(Collected data entries)

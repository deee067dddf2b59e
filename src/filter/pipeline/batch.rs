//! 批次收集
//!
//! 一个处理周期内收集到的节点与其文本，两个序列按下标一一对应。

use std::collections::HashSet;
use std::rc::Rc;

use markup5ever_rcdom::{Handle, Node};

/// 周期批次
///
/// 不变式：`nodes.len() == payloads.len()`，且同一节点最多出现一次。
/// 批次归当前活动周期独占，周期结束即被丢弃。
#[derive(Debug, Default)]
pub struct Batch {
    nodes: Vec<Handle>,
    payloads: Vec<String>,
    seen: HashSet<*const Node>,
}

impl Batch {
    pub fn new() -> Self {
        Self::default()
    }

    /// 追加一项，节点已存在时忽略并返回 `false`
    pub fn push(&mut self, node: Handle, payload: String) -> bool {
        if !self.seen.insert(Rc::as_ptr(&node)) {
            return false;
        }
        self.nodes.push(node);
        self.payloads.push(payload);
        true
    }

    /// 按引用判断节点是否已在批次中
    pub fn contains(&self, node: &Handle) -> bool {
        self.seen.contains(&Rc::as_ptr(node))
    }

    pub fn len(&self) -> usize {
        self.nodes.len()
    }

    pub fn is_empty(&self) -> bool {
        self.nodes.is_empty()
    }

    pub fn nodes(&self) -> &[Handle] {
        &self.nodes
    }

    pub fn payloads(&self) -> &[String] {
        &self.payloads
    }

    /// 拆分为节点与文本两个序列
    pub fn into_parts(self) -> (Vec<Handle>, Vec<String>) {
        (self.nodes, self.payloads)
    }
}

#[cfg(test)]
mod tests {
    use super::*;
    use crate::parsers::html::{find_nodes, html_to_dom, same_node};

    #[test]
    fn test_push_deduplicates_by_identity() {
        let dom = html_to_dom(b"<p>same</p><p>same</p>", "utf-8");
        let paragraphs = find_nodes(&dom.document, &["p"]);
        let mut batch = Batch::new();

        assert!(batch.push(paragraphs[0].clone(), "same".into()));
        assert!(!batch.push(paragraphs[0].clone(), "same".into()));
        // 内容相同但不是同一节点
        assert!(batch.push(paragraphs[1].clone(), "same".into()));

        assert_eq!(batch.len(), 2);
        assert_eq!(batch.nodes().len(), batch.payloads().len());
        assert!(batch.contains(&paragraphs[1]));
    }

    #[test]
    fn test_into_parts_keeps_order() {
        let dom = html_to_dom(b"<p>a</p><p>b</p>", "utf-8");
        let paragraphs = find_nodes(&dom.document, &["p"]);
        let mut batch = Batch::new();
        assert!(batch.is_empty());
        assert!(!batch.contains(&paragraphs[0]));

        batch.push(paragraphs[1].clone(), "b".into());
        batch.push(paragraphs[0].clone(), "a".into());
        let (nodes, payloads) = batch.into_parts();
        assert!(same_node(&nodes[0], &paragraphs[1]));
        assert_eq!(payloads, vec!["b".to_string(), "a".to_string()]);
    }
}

---

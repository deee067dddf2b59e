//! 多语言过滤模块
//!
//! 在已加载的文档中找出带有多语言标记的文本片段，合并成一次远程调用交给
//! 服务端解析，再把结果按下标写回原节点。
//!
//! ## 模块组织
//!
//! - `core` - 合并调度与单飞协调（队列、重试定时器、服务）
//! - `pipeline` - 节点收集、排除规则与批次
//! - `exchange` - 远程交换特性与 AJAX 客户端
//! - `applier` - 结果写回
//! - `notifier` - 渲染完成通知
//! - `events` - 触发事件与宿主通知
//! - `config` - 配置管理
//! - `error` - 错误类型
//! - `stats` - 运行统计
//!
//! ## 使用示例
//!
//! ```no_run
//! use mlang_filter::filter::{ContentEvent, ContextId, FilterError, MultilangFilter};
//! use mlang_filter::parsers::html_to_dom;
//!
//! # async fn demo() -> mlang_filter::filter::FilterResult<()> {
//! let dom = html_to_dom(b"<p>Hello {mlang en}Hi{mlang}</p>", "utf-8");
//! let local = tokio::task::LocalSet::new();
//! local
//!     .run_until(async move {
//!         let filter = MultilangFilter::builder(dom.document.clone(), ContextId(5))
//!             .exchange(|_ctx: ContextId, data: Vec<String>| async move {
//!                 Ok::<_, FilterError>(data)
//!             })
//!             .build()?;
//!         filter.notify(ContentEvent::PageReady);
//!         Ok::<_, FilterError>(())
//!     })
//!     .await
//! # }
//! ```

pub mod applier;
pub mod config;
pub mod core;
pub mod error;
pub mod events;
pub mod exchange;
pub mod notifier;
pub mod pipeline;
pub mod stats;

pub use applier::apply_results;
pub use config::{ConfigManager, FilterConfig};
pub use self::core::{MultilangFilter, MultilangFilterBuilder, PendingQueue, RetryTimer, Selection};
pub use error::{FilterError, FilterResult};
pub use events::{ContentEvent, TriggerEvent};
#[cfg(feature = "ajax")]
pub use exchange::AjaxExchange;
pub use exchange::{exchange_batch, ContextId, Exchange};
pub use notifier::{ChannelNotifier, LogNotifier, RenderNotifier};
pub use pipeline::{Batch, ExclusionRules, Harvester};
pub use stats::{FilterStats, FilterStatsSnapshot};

(Problem description) Above are the entries; copy every line among them that contains the word "parsers".

(Answer to the problem)
    use crate::parsers::html::{find_nodes, html_to_dom, same_node};
//! use mlang_filter::parsers::html_to_dom;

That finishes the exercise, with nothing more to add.